▶ **Problem requirements**: Among the entries below, find the lines holding "IntoPrimitive" and copy them.

▶ **Listed entries**:
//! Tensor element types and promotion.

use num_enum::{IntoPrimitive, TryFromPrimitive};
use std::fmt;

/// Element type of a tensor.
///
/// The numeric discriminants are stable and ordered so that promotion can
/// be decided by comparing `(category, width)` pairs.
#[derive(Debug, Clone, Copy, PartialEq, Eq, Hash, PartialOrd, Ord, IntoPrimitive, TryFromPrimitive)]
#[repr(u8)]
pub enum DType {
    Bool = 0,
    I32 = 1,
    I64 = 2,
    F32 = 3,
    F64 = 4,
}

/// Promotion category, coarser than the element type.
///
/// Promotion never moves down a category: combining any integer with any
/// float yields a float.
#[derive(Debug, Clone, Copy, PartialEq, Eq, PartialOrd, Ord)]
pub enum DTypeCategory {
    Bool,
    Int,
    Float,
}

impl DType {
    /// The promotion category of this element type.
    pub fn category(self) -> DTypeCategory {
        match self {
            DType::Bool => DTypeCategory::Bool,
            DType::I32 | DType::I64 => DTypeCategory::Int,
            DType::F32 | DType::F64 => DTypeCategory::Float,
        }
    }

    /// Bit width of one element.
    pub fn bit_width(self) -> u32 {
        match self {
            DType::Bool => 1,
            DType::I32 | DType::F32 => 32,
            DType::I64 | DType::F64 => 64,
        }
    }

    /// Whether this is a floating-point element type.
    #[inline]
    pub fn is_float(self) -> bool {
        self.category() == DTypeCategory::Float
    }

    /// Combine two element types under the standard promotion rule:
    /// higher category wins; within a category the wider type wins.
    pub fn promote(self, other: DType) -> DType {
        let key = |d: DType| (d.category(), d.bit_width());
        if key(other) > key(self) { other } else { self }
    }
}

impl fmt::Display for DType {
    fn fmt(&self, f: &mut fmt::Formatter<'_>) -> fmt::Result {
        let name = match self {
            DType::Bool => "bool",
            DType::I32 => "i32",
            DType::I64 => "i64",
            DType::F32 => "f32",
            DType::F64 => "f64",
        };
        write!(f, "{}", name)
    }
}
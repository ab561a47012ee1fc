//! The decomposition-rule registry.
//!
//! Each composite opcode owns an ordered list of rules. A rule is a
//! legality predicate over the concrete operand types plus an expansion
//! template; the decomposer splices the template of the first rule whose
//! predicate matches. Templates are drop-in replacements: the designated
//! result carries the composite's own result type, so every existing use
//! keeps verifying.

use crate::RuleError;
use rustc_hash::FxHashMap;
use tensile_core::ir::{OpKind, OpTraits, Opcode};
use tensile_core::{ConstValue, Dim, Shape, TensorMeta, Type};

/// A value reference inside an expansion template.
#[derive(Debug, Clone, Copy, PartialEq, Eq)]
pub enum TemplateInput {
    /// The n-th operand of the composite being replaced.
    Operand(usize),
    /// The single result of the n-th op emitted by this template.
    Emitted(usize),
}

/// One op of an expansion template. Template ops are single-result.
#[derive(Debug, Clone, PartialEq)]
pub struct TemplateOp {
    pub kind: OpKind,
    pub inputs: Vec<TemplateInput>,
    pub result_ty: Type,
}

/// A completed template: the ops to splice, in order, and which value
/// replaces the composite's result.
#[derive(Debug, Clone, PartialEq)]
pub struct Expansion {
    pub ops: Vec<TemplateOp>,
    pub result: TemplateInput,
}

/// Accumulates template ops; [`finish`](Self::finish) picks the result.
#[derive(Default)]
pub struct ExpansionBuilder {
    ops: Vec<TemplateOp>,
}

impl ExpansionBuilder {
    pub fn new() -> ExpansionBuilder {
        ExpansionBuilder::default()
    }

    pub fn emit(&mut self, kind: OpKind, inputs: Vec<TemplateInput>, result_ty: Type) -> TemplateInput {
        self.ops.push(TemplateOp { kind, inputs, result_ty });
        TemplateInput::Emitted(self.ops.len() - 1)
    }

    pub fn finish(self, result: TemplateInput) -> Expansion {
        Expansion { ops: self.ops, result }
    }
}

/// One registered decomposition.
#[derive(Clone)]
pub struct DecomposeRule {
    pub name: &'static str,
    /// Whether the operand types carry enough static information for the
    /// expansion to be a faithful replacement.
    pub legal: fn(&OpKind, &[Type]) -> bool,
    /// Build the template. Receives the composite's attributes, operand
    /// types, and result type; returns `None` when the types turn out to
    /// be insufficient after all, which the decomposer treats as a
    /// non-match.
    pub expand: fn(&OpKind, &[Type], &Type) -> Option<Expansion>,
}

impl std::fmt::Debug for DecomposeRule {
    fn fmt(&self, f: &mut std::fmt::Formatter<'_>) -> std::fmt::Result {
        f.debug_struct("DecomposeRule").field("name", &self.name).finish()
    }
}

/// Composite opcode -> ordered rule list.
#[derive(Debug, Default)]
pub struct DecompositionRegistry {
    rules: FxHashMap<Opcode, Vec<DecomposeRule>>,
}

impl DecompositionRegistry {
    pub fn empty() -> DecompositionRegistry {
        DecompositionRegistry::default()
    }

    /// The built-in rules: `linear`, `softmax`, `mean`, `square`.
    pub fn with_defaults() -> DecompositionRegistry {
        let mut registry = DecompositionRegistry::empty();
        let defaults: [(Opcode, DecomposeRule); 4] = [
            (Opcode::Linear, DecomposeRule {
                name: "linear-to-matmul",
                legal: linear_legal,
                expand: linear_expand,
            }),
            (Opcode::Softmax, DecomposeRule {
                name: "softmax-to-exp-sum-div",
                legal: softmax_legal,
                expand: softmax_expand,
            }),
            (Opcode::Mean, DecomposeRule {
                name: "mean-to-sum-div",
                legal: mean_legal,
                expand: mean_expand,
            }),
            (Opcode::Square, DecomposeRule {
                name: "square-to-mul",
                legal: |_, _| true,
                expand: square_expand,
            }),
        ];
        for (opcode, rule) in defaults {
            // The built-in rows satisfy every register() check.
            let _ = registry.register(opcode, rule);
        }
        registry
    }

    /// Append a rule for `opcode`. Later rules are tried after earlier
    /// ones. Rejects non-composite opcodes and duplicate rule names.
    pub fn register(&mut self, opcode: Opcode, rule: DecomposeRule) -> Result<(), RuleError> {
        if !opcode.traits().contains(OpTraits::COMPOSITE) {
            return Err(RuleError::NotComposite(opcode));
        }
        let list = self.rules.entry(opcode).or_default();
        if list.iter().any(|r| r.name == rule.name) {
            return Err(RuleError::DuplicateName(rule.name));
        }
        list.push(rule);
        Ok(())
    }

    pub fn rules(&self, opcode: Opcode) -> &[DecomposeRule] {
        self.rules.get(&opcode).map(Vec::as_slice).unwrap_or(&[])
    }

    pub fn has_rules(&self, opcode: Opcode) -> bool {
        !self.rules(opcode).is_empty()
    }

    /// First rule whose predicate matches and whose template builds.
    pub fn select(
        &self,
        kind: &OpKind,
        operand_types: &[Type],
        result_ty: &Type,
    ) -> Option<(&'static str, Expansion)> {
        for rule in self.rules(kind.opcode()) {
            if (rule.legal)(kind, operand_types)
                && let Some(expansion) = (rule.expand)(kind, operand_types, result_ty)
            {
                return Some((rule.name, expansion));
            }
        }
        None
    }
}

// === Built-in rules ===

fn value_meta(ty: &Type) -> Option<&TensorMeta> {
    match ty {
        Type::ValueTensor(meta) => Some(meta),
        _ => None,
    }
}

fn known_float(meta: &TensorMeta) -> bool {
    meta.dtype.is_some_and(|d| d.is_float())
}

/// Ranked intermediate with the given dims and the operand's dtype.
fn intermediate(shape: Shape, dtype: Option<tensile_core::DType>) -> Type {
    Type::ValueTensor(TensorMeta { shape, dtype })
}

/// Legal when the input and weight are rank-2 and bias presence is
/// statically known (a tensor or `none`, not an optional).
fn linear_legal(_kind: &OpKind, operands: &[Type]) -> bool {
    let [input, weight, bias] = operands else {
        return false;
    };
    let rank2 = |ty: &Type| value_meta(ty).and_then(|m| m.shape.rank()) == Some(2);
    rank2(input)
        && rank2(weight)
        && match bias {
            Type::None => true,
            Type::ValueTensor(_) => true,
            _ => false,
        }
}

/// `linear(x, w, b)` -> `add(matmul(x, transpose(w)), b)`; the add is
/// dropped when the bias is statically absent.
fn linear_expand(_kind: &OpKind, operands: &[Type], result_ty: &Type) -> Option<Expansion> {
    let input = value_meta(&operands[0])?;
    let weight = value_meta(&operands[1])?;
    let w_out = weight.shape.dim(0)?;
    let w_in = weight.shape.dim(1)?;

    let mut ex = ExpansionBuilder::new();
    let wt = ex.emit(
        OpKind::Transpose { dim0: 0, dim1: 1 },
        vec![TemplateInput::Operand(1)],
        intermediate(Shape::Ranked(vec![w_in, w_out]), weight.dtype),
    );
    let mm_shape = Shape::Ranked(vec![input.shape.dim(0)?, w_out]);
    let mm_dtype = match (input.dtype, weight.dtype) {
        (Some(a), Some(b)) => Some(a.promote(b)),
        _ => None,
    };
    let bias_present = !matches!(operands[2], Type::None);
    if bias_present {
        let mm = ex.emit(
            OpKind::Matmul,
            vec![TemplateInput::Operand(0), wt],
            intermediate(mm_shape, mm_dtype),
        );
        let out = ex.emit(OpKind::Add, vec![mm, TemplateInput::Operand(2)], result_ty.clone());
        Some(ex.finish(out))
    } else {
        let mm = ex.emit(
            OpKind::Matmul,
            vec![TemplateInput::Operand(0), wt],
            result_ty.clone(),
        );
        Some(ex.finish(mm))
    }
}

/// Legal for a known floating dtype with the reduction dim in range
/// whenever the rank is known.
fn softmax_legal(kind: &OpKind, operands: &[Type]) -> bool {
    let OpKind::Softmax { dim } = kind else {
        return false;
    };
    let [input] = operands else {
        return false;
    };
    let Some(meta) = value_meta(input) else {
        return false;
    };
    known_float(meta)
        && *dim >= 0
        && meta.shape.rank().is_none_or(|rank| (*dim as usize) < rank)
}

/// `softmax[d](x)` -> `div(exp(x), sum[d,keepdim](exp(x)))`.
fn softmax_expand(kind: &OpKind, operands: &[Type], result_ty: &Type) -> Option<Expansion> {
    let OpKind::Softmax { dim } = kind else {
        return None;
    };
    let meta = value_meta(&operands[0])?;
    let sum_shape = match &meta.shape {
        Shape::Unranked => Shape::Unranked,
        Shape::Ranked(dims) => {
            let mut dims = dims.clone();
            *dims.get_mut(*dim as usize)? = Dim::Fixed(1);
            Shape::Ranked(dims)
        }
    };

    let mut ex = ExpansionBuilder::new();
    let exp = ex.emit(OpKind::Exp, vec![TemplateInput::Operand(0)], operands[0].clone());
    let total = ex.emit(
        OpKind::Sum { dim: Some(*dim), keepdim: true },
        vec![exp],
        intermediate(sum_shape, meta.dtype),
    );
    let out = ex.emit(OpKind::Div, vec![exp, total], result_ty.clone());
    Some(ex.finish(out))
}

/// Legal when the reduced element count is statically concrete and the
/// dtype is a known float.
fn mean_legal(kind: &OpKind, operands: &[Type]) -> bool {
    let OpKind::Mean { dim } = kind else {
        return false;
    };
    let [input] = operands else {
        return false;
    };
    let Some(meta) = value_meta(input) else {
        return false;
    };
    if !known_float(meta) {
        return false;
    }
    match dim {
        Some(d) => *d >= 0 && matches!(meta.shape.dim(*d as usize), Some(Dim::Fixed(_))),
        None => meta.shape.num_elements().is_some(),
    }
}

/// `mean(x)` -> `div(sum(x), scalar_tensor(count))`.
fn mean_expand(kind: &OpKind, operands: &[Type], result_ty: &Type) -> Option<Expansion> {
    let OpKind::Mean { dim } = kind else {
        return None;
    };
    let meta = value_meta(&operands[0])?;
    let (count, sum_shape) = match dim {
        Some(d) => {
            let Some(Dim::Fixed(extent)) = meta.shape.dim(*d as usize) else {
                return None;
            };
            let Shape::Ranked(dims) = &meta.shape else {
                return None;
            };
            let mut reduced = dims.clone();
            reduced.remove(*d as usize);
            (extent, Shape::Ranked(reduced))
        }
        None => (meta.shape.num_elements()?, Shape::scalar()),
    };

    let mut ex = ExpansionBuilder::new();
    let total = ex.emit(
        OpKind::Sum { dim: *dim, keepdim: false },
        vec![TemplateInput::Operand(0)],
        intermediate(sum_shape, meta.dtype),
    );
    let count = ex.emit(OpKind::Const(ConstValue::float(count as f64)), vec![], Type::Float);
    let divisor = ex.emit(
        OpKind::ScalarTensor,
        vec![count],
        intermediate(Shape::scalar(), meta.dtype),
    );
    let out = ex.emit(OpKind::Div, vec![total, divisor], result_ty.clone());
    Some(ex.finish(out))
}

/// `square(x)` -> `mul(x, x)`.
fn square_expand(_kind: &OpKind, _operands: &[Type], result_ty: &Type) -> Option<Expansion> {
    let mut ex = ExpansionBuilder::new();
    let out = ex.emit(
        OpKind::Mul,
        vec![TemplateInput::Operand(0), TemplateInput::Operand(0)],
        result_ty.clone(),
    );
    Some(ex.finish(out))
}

▶ **Response area**:
use num_enum::{IntoPrimitive, TryFromPrimitive};
#[derive(Debug, Clone, Copy, PartialEq, Eq, Hash, PartialOrd, Ord, IntoPrimitive, TryFromPrimitive)]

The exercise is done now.